Aim of the exercise -
Take the data that sits below and write it out again exactly.

:: Dataset content

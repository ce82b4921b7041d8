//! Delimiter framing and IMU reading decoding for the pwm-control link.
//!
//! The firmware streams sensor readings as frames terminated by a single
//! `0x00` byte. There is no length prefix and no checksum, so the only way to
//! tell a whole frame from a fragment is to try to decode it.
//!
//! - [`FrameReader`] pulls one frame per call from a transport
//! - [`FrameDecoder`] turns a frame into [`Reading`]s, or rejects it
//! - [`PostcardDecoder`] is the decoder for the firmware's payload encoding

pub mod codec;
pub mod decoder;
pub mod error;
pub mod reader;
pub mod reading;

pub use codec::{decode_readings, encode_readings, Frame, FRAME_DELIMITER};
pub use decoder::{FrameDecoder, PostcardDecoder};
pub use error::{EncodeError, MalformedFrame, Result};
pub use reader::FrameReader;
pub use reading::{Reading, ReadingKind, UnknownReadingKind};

::::

Output for this exercise -
repository ce82b4921b7041d8
//! Delimiter framing and IMU reading decoding for the pwm-control link.
//!
//! The firmware streams sensor readings as frames terminated by a single
//! `0x00` byte. There is no length prefix and no checksum, so the only way to
//! tell a whole frame from a fragment is to try to decode it.
//!
//! - [`FrameReader`] pulls one frame per call from a transport
//! - [`FrameDecoder`] turns a frame into [`Reading`]s, or rejects it
//! - [`PostcardDecoder`] is the decoder for the firmware's payload encoding

pub mod codec;
pub mod decoder;
pub mod error;
pub mod reader;
pub mod reading;

pub use codec::{decode_readings, encode_readings, Frame, FRAME_DELIMITER};
pub use decoder::{FrameDecoder, PostcardDecoder};
pub use error::{EncodeError, MalformedFrame, Result};
pub use reader::FrameReader;
pub use reading::{Reading, ReadingKind, UnknownReadingKind};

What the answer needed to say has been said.